The One-legged Pose (Ekapada-asana)

Translation:  The Sanskrit word eka means one and pada means foot making this the one-foot, or more commonly, one-legged pose. 
Pronunciation:  eka-pod-ah-sa-na  
Difficulty Level:  (5) 

The ekapada-asana tones and strengthens leg muscles improve the sense of balance and helps sharpen concentration.  

The ekpada requires that you become aware of your body/mind as a whole. As you practice this posture turn the attention away from distractions of the mind and center it on full body-awareness. Continual effort in the ekpada-asana in this way will help cultivate concentration.  

The "closed eyes" variation (see below) intensifies the effect of the posture. Instead of relying on a fixed point of vision as an "anchor" the practitioner will cultivate an inner stability. The ekpada-asana also gives strength to the hips and lower back. 

Instructions on How to do The One-legged Pose (Ekapada-asana): 

  1. Stand with the feet together and the arms by your sides (see the tad-asana). 
  2. Focus the eyes straight ahead on a spot midway between waist and eye level and remain focused there throughout this asana. (Standing about five feet from a wall would be helpful). 
  3. Inhale and extend the arms directly in front, parallel with the floor with thumbs touching. 
  4. Exhale and raise the right knee bending the leg at a 90-degree angle, pause for a moment then extend the leg straight out in front pointing the toes forward.
  5. Pause for a moment then swing the leg backward while bending forward at the waist. 
  6. Breathe slowly through the nostrils and make sure the arms, torso, and legs are parallel with the floor.  
  7. Hold the posture for at least 30 seconds and then return slowly to a standing position.  
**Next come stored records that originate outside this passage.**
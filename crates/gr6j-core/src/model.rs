//! Direct model runs with fixed parameters.

use std::fs;
use std::path::{Path, PathBuf};

use chrono::{Local, NaiveDate};
use log::info;

use crate::catchment::{run_units, total_area, validate_units, CatchmentOutputs, CatchmentUnit};
use crate::error::{ConfigurationError, DataError, Result};
use crate::forcing::{check_series, TimeSeries};
use crate::metrics::Metrics;
use crate::period::{ModelPeriod, SimulationWindow};
use crate::runoff::RunOffUnit;

/// Everything needed to run the model once.
#[derive(Debug, Clone)]
pub struct ModelInputs {
    pub time: Vec<NaiveDate>,
    /// Total precipitation [mm/day].
    pub precipitation: Vec<f64>,
    /// Potential evapotranspiration [mm/day].
    pub evapotranspiration: Vec<f64>,
    /// One unit for a lumped catchment, several for a split one.
    pub units: Vec<CatchmentUnit>,
    pub run_period: ModelPeriod,
    /// Defaults to the year before `run_period.start` when `None`.
    pub warmup_period: Option<ModelPeriod>,
    /// Observed run-off on the same time axis, in `run_off_unit`. Only used
    /// to score the simulation.
    pub observed_run_off: Option<Vec<f64>>,
    pub run_off_unit: RunOffUnit,
    /// Existing folder a results exporter may write into.
    pub destination: Option<PathBuf>,
}

/// A validated model, ready to run.
#[derive(Debug, Clone)]
pub struct Model {
    series: TimeSeries,
    units: Vec<CatchmentUnit>,
    window: SimulationWindow,
    observed: Option<Vec<f64>>,
    run_off_unit: RunOffUnit,
    destination: Option<PathBuf>,
}

/// Outputs of a direct run, restricted to the run period.
#[derive(Debug, Clone, PartialEq)]
pub struct ModelOutputs {
    pub time: Vec<NaiveDate>,
    /// Catchment run-off in `run_off_unit`.
    pub run_off: Vec<f64>,
    pub run_off_unit: RunOffUnit,
    /// Per-unit fluxes and the area-weighted depth.
    pub catchment: CatchmentOutputs,
    /// Present when observed run-off was supplied.
    pub metrics: Option<Metrics>,
    /// Timestamped sub-folder of the destination for this run (not created).
    pub export_dir: Option<PathBuf>,
}

impl Model {
    pub fn new(inputs: ModelInputs) -> Result<Self> {
        let series = TimeSeries::new(
            inputs.time,
            inputs.precipitation,
            inputs.evapotranspiration,
        )?;
        validate_units(&inputs.units)?;
        let window = SimulationWindow::resolve(&series, inputs.run_period, inputs.warmup_period)?;
        let observed = inputs
            .observed_run_off
            .map(|q| reported_observed(&series, &window, q))
            .transpose()?;
        if let Some(dest) = &inputs.destination {
            check_destination(dest)?;
        }

        Ok(Self {
            series,
            units: inputs.units,
            window,
            observed,
            run_off_unit: inputs.run_off_unit,
            destination: inputs.destination,
        })
    }

    pub fn window(&self) -> &SimulationWindow {
        &self.window
    }

    pub fn run(&self) -> Result<ModelOutputs> {
        info!(
            "Running GR6J with {} hydrological unit(s) over {}",
            self.units.len(),
            self.window.run
        );
        let catchment = run_units(
            &self.units,
            self.window.forcing(&self.series),
            self.window.warm_up_len(),
        );

        let mut run_off = catchment.run_off.clone();
        self.run_off_unit
            .convert_series(&mut run_off, total_area(&self.units));

        let metrics = self
            .observed
            .as_deref()
            .map(|obs| Metrics::compute(obs, &run_off))
            .transpose()?;
        if let Some(m) = &metrics {
            info!("Nash-Sutcliffe efficiency: {:.4}", m.nash_sutcliffe);
        }

        let export_dir = self
            .destination
            .as_ref()
            .map(|d| d.join(Local::now().format("%Y%m%d_%H%M").to_string()));

        Ok(ModelOutputs {
            time: self.window.dates(&self.series).to_vec(),
            run_off,
            run_off_unit: self.run_off_unit,
            catchment,
            metrics,
            export_dir,
        })
    }
}

/// Cut the observed series to the reported period and reject NaN in it.
pub(crate) fn reported_observed(
    series: &TimeSeries,
    window: &SimulationWindow,
    observed: Vec<f64>,
) -> Result<Vec<f64>, DataError> {
    if observed.len() != series.len() {
        return Err(DataError::MismatchedLength {
            series: "observed run-off",
            expected: series.len(),
            actual: observed.len(),
        });
    }
    let reported = observed[window.reported()].to_vec();
    check_series("observed run-off", reported.len(), &reported)?;
    Ok(reported)
}

/// The destination must be an existing directory we can create files in.
pub(crate) fn check_destination(dest: &Path) -> Result<(), ConfigurationError> {
    let metadata = match fs::metadata(dest) {
        Ok(m) if m.is_dir() => m,
        _ => return Err(ConfigurationError::DestinationNotFound(dest.to_path_buf())),
    };
    let not_writable = || ConfigurationError::DestinationNotWritable(dest.to_path_buf());
    if metadata.permissions().readonly() {
        return Err(not_writable());
    }
    let marker = dest.join(format!(".gr6j-write-check-{}", std::process::id()));
    fs::File::create(&marker).map_err(|_| not_writable())?;
    fs::remove_file(&marker).map_err(|_| not_writable())?;
    Ok(())
}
Duration/Repetitions: This posture should be held for a minimum of 30 seconds and can be extended to up to several minutes. Repeat at least twice on each foot. 

Variations: When you can remain in the ekpada effortlessly for at least 30 seconds without wavering or losing balance, try doing it with the eyes closed. This variation makes the posture quite challenging but it increases the benefits as described above.